▸ **TASK DETAILS**: Search the records below for the word "stored". Copy each line where it occurs.

..........

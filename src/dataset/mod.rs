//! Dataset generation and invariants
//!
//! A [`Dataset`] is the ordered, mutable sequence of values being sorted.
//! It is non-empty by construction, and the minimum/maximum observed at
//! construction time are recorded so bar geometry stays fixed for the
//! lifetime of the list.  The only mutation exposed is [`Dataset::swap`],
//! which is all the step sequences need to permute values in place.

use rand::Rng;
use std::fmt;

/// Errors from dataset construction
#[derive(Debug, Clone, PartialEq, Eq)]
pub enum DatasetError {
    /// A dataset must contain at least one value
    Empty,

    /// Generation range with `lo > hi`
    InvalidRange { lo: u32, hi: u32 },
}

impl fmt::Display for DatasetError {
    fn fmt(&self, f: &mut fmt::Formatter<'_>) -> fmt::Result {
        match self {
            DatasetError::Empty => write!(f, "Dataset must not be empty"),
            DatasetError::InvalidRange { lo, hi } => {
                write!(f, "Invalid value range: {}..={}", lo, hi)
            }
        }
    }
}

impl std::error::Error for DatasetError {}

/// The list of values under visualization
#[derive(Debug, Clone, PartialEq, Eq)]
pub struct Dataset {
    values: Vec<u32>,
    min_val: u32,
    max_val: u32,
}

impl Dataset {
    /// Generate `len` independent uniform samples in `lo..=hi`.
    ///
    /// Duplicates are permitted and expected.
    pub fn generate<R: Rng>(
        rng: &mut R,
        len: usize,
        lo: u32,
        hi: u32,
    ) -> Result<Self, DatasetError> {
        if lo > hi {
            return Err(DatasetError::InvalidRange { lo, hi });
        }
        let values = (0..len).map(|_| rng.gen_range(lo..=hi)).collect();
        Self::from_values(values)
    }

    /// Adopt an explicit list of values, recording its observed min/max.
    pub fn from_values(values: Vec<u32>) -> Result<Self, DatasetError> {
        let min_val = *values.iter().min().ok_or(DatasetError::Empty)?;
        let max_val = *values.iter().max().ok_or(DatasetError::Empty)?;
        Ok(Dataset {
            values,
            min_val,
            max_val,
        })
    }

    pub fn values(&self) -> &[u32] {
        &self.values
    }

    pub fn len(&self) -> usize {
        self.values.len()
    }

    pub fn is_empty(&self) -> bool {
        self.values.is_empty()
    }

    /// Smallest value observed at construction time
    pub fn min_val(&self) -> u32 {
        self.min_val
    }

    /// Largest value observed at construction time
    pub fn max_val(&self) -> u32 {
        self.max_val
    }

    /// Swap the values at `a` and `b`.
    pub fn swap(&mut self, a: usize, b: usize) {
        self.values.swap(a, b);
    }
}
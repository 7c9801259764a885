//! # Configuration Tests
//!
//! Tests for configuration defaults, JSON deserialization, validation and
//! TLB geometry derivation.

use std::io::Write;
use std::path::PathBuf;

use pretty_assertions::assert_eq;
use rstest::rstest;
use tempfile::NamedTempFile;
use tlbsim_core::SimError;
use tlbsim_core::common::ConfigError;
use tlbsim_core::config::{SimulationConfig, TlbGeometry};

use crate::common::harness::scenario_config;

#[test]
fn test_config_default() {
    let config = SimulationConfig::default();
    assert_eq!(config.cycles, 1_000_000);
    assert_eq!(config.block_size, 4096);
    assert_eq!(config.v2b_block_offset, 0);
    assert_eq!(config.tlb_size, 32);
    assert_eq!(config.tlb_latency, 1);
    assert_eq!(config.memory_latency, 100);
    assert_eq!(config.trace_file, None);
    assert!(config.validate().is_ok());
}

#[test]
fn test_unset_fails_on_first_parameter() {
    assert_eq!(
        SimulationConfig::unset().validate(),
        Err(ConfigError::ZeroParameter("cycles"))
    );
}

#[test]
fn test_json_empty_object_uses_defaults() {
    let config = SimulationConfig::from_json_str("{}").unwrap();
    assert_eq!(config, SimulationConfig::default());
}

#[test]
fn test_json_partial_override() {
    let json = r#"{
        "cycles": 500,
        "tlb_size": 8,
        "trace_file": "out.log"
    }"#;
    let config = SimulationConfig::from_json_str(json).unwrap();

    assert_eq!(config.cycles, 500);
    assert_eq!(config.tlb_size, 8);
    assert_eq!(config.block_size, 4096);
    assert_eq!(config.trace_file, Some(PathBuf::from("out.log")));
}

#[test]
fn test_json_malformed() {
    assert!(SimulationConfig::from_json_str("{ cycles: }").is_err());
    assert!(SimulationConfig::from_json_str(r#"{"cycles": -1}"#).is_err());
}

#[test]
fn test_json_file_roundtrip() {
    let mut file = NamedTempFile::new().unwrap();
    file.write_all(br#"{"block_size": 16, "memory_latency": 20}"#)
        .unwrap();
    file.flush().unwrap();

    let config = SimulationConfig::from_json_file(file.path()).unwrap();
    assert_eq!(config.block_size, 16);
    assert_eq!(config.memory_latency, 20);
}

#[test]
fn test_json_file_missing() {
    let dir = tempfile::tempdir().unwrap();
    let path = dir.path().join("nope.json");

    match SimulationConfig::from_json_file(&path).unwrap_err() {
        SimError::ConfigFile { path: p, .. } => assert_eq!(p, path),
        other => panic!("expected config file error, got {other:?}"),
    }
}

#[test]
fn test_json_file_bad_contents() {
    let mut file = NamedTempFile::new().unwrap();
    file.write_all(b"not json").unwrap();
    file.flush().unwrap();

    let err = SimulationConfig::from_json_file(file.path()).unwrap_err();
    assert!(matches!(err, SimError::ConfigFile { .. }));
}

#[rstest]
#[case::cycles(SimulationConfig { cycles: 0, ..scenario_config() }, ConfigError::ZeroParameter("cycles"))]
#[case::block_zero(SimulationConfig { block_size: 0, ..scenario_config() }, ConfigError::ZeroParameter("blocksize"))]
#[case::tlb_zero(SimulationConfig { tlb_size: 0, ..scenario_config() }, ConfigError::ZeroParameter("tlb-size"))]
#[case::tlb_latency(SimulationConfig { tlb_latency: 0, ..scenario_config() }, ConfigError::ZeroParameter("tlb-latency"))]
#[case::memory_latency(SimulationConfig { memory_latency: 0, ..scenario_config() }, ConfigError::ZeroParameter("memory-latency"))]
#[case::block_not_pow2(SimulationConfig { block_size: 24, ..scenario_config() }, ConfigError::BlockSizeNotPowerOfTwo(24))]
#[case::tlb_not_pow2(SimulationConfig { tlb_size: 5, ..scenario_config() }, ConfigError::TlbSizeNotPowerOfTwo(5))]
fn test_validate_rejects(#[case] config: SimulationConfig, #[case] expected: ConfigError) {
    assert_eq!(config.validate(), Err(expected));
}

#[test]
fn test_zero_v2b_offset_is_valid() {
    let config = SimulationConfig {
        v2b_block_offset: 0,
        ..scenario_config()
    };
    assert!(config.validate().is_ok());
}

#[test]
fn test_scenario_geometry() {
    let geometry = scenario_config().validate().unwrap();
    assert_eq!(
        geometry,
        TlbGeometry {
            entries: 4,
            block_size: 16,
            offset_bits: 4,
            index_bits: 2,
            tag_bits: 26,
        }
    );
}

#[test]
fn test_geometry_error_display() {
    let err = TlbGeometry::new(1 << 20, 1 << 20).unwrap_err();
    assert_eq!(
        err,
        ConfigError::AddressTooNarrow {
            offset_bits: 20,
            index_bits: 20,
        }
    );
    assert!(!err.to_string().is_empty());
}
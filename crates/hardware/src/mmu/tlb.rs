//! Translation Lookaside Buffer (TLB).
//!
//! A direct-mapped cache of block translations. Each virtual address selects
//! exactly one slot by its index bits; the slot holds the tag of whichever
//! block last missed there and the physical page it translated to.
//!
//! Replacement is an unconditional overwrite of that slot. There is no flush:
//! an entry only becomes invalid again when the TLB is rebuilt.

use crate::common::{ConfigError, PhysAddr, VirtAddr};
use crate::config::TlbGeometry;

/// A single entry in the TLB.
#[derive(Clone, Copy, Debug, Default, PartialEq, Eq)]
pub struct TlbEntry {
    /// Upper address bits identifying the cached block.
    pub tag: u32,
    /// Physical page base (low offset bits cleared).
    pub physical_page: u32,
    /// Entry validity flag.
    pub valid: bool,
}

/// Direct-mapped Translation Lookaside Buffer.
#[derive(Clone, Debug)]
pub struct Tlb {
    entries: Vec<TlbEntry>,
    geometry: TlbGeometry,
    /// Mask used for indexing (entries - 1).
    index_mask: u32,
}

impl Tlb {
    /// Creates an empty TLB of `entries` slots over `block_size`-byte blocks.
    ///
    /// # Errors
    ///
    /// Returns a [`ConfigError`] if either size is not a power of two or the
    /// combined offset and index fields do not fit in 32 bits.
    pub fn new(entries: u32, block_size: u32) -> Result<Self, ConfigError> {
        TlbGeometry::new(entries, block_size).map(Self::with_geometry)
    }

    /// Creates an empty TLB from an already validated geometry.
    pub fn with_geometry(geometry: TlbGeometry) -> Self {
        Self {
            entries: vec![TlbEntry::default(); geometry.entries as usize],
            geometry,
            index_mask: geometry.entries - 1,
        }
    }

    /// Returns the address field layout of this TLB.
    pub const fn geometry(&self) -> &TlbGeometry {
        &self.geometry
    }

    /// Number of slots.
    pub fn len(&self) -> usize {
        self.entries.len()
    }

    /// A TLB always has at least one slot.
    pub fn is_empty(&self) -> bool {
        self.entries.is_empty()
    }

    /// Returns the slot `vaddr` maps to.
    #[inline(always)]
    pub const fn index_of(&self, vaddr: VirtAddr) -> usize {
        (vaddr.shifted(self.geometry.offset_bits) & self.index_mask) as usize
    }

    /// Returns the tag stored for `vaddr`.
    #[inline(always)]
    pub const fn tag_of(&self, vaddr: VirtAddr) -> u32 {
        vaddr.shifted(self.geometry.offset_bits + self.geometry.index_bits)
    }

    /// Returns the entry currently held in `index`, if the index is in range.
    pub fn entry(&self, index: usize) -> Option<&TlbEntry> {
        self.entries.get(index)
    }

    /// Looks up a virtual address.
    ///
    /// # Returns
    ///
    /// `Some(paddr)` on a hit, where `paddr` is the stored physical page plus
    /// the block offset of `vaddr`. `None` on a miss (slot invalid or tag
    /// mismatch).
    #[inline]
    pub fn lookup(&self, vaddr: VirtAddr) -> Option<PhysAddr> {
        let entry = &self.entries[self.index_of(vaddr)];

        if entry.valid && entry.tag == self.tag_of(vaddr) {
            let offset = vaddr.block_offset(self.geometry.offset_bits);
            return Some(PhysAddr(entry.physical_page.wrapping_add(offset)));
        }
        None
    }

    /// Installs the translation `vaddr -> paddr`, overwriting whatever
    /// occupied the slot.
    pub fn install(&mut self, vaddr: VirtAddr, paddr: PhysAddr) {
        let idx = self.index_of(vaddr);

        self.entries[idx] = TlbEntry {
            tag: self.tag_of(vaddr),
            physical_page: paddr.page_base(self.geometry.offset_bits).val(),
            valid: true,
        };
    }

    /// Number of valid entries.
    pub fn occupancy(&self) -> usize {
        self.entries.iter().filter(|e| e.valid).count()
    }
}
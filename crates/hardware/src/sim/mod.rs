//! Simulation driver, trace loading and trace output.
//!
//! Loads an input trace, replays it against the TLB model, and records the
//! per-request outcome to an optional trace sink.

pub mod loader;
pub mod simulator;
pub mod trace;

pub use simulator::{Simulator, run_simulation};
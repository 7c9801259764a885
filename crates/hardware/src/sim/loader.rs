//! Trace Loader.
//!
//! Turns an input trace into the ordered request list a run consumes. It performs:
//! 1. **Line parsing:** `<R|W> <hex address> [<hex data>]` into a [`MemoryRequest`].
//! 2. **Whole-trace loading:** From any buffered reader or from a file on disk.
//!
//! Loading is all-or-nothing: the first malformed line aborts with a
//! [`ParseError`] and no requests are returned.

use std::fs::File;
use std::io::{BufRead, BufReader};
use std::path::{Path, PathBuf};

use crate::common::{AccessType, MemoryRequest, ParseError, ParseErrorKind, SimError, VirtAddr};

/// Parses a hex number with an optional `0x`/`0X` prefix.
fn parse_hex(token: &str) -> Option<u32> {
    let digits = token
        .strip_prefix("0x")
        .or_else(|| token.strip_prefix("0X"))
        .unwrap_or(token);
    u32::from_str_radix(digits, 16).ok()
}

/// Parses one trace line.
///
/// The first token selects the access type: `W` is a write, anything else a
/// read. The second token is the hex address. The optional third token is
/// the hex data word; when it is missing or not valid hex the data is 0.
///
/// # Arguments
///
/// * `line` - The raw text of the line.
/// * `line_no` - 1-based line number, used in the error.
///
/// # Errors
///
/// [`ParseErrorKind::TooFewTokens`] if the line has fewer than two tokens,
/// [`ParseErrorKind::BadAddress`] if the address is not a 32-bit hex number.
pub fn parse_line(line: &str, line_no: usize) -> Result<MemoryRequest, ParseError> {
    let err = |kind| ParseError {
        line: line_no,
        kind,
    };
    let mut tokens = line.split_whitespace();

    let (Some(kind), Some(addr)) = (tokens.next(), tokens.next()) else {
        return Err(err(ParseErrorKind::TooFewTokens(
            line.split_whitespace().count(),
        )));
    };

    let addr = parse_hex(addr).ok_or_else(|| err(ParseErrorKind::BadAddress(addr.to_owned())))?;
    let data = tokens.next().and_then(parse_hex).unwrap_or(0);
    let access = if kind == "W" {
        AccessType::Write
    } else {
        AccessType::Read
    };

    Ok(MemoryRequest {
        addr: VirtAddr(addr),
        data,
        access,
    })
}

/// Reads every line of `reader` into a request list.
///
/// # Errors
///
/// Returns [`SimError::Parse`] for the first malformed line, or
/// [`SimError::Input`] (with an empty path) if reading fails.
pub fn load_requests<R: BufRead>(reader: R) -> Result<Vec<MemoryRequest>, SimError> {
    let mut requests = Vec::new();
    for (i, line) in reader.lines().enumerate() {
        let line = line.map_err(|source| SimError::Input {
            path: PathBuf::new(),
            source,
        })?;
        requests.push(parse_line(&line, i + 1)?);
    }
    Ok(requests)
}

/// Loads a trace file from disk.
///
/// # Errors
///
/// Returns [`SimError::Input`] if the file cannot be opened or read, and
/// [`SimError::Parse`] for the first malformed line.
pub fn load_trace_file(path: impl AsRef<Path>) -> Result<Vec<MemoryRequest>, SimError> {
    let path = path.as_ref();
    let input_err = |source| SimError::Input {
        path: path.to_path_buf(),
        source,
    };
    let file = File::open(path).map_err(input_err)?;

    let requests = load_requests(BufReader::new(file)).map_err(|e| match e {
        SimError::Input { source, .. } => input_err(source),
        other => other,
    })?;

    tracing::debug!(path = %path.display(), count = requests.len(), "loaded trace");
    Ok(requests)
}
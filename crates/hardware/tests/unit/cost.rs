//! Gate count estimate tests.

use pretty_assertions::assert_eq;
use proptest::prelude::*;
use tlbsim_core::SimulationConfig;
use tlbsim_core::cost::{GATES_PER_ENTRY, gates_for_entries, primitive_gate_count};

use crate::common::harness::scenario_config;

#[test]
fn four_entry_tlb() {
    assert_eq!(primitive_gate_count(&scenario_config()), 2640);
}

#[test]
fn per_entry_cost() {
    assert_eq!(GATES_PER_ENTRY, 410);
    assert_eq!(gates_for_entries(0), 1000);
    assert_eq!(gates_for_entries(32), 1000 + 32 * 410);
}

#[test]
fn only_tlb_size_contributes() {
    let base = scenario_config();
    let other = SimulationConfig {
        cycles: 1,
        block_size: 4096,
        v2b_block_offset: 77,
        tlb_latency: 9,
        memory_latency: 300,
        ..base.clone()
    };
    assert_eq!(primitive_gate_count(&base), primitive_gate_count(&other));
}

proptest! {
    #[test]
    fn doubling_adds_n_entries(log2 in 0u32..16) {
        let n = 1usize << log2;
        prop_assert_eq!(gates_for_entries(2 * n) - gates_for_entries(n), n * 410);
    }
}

..........

▸ **RESULT OF THIS EXERCISE**:
    /// Returns the tag stored for `vaddr`.
    /// `Some(paddr)` on a hit, where `paddr` is the stored physical page plus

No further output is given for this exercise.